When asked about risk-based payment, Chehade says that “In the Medicare population we are fully at risk with our global direct contracting entity we take upside downside risk, it’s a medical loss ratio program that is fully capitated. We are ready to do the same in the Medicaid population. We believe it is the ultimate proof of being able to take care of a large population at scale. The only reason we feel comfortable about doing this, and we want to jump directly into capitation and not play games, have upside downside risk, because many times when you do that, you start being your worst enemy.”

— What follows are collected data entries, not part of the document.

impl SqliteStore {
    /// Opens a store with default settings.
    ///
    /// `conn` is a file path, `:memory:`, or a `file:` URI such as
    /// `file:objects?mode=memory&cache=shared`.
    pub fn open(conn: &str) -> StoreResult<Self> {
        Self::open_with_config(&StoreConfig::new(conn))
    }

    /// Opens a store with the given configuration.
    pub fn open_with_config(config: &StoreConfig) -> StoreResult<Self> {
        config.validate()?;

        let connect_err = |source| StoreError::Connect {
            conn: config.conn.clone(),
            source,
        };

        let conn = Connection::open_with_flags(&config.conn, OpenFlags::default())
            .map_err(connect_err)?;
        conn.busy_timeout(Duration::from_millis(config.busy_timeout_ms))
            .map_err(connect_err)?;

        debug!(conn = %config.conn, policy = ?config.provision_policy, "opened sqlite store");

        Ok(Self {
            conn: Mutex::new(conn),
            config: config.clone(),
        })
    }

    /// Returns the store's configuration.
    pub fn config(&self) -> &StoreConfig {
        &self.config
    }

    /// Returns the provisioning policy in effect.
    pub fn provision_policy(&self) -> ProvisionPolicy {
        self.config.provision_policy
    }

    // =========================================================================
    // Statement helpers
    // =========================================================================

    /// Runs a mutating statement against `collection`, provisioning it if
    /// needed. Returns the number of rows changed.
    fn execute(
        &self,
        ctx: &Context,
        collection: &str,
        sql: &str,
        params: &[&dyn ToSql],
    ) -> StoreResult<usize> {
        self.provisioned(ctx, collection, |conn| {
            conn.prepare_cached(sql)?.execute(params)
        })
    }

    /// Runs a query against `collection`, provisioning it if needed, and maps
    /// every row. The cursor is released before returning.
    fn query<T>(
        &self,
        ctx: &Context,
        collection: &str,
        sql: &str,
        params: &[&dyn ToSql],
        map: impl Fn(&Row<'_>) -> rusqlite::Result<T>,
    ) -> StoreResult<Vec<T>> {
        self.provisioned(ctx, collection, |conn| {
            let mut stmt = conn.prepare_cached(sql)?;
            let rows = stmt.query_map(params, &map)?;
            rows.collect()
        })
    }

    fn provisioned<R>(
        &self,
        ctx: &Context,
        collection: &str,
        op: impl Fn(&Connection) -> rusqlite::Result<R>,
    ) -> StoreResult<R> {
        self.with_connection(ctx, |conn| {
            let first = match op(conn) {
                Ok(value) => return Ok(value),
                Err(err) => err,
            };

            // An interrupted attempt is the caller's cancellation, not a
            // missing table.
            ctx.check()?;

            if !self.config.provision_policy.should_provision(&first) {
                return Err(StoreError::Engine(first));
            }

            debug!(collection, error = %first, "provisioning collection");
            conn.execute(&TableSql::new(collection).create(), [])
                .map_err(|source| StoreError::Provision {
                    collection: collection.to_string(),
                    source,
                })?;

            op(conn).map_err(|source| {
                warn!(collection, error = %source, "statement failed after provisioning");
                StoreError::AfterProvision {
                    collection: collection.to_string(),
                    source,
                }
            })
        })
    }

    /// Waits for the connection until `ctx` is done.
    fn lock(&self, ctx: &Context) -> StoreResult<MutexGuard<'_, Connection>> {
        loop {
            ctx.check()?;

            let slice = match ctx.deadline() {
                Some(deadline) => LOCK_POLL.min(deadline.saturating_duration_since(Instant::now())),
                None => LOCK_POLL,
            };
            if let Some(conn) = self.conn.try_lock_for(slice) {
                return Ok(conn);
            }
        }
    }

    /// Locks the connection and runs `f` with `ctx` watching it.
    ///
    /// Waiting for the lock and running `f` both stop once `ctx` is done.
    /// While `f` runs, the engine polls `ctx` every `progress_ops` steps and
    /// aborts the statement.
    fn with_connection<R>(
        &self,
        ctx: &Context,
        f: impl FnOnce(&Connection) -> StoreResult<R>,
    ) -> StoreResult<R> {
        let conn = self.lock(ctx)?;
        // Done between taking the lock and installing the handler.
        ctx.check()?;

        let watch = ctx.clone();
        conn.progress_handler(self.config.progress_ops, Some(move || watch.is_done()));
        let result = f(&*conn);
        conn.progress_handler(0, None::<fn() -> bool>);

        match result {
            Err(err) if err.is_interrupted() => Err(ctx.err().unwrap_or(err)),
            other => other,
        }
    }
}
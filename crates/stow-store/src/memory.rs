//! In-memory backend.
//!
//! Holds every collection in a map behind a read-write lock. It follows the
//! same contract as [`SqliteStore`](crate::SqliteStore), including
//! provisioning a collection on first touch, which makes it a drop-in
//! substitute for tests and short-lived processes.

use std::collections::{BTreeMap, HashMap};

use parking_lot::RwLock;

use crate::context::Context;
use crate::error::StoreResult;
use crate::storer::{RawRecord, Storer};

type Collection = BTreeMap<String, String>;

/// A [`Storer`] that keeps everything in process memory.
#[derive(Debug, Default)]
pub struct MemoryStore {
    collections: RwLock<HashMap<String, Collection>>,
}

impl MemoryStore {
    /// Creates an empty store.
    pub fn new() -> Self {
        Self::default()
    }

    /// Returns the number of records in `collection`.
    pub fn len(&self, collection: &str) -> usize {
        self.collections
            .read()
            .get(collection)
            .map_or(0, BTreeMap::len)
    }

    fn provision<R>(&self, collection: &str, f: impl FnOnce(&mut Collection) -> R) -> R {
        let mut collections = self.collections.write();
        f(collections.entry(collection.to_string()).or_default())
    }

    fn with_collection<R>(&self, collection: &str, f: impl FnOnce(&Collection) -> R) -> R {
        {
            let collections = self.collections.read();
            if let Some(records) = collections.get(collection) {
                return f(records);
            }
        }
        self.provision(collection, |records| f(&*records))
    }
}

impl Storer for MemoryStore {
    fn put_raw(
        &self,
        ctx: &Context,
        collection: &str,
        id: &str,
        payload: &str,
    ) -> StoreResult<()> {
        ctx.check()?;
        self.provision(collection, |records| {
            records.insert(id.to_string(), payload.to_string());
        });
        Ok(())
    }

    fn get_raw(&self, ctx: &Context, collection: &str, id: &str) -> StoreResult<Option<String>> {
        ctx.check()?;
        Ok(self.with_collection(collection, |records| records.get(id).cloned()))
    }

    fn scan_raw(&self, ctx: &Context, collection: &str) -> StoreResult<Vec<RawRecord>> {
        ctx.check()?;
        Ok(self.with_collection(collection, |records| {
            records
                .iter()
                .map(|(id, payload)| RawRecord::new(id.clone(), payload.clone()))
                .collect()
        }))
    }

    fn delete(&self, ctx: &Context, collection: &str, id: &str) -> StoreResult<()> {
        ctx.check()?;
        self.provision(collection, |records| {
            records.remove(id);
        });
        Ok(())
    }

    fn collections(&self, ctx: &Context) -> StoreResult<Vec<String>> {
        ctx.check()?;
        let mut names: Vec<String> = self.collections.read().keys().cloned().collect();
        names.sort();
        Ok(names)
    }

    fn close(self) -> StoreResult<()> {
        Ok(())
    }
}

#[cfg(test)]
mod tests {
    use super::*;
    use crate::error::StoreError;

    #[test]
    fn test_put_get_delete() {
        let store = MemoryStore::new();
        let ctx = Context::background();

        store.put_raw(&ctx, "c", "a", "{}").unwrap();
        store.put_raw(&ctx, "c", "a", "{\"v\":1}").unwrap();
        assert_eq!(store.len("c"), 1);
        assert_eq!(
            store.get_raw(&ctx, "c", "a").unwrap().as_deref(),
            Some("{\"v\":1}")
        );

        store.delete(&ctx, "c", "a").unwrap();
        store.delete(&ctx, "c", "a").unwrap();
        assert_eq!(store.get_raw(&ctx, "c", "a").unwrap(), None);
    }

    #[test]
    fn test_touch_provisions() {
        let store = MemoryStore::new();
        let ctx = Context::background();

        assert!(store.scan_raw(&ctx, "x").unwrap().is_empty());
        assert_eq!(store.get_raw(&ctx, "y", "id").unwrap(), None);
        store.delete(&ctx, "z", "id").unwrap();
        assert_eq!(store.collections(&ctx).unwrap(), vec!["x", "y", "z"]);
    }

    #[test]
    fn test_respects_context() {
        let store = MemoryStore::new();
        let ctx = Context::background();
        ctx.cancel();

        assert!(matches!(
            store.put_raw(&ctx, "c", "a", "{}"),
            Err(StoreError::Cancelled)
        ));
        assert_eq!(store.len("c"), 0);
    }
}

“In other words, from a healthcare delivery perspective, if you lower your total cost of care, improve your quality in one year and the benchmark is beating yourself from the prior year, it's a race to the bottom and that does not make any sense,” he adds. “It’s not sustainable and most payers want to drive you into their value-based contract that way, by taking downside risk. What we strongly advocate for is a total capitation or percent of premium. Give us the percent of premium and let us manage you. It can cost us more; it can cost us less. If it costs us less, we gain. If it costs us more, it's not on us, but it is tied to the premium that they get from the department on these patients. So it’s not against my priority of performance. If you're really high performing, it's just a race to the bottom. It’s the same way whether it's its quality or it's more prominent on the total cost of care. For instance, I know for certain when we  [MetroHealth] are compared to the Medicaid population in Ohio, we are of the lowest cost provider, and we have that data and we are in the bottom 5 percent from the top cost. So if I already know I am one of the lowest cost providers, if you're going to tell me you need to outperform yourself, it does not make any sense because there is a limit on how much you can lower the cost. If you tell me, you're going to be rewarded to keep the cost down continue to be market trend, the answer is yes. This is very simple.”

There are many unknowns and uncertainties facing provider organizations of all kinds, in the next few years. But what’s clear, as all those interviewed for this article agree, is that the leaders of pioneering organizations like PSW, Community Health Network, and MetroHealth, are seizing the initiative, and are helping to redefine the relationship between payers and providers on their own terms, by moving forward and actively reframing that relationship. Theirs are the organizations that everyone in the industry should be tracking, as the healthcare system moves forward in the coming years.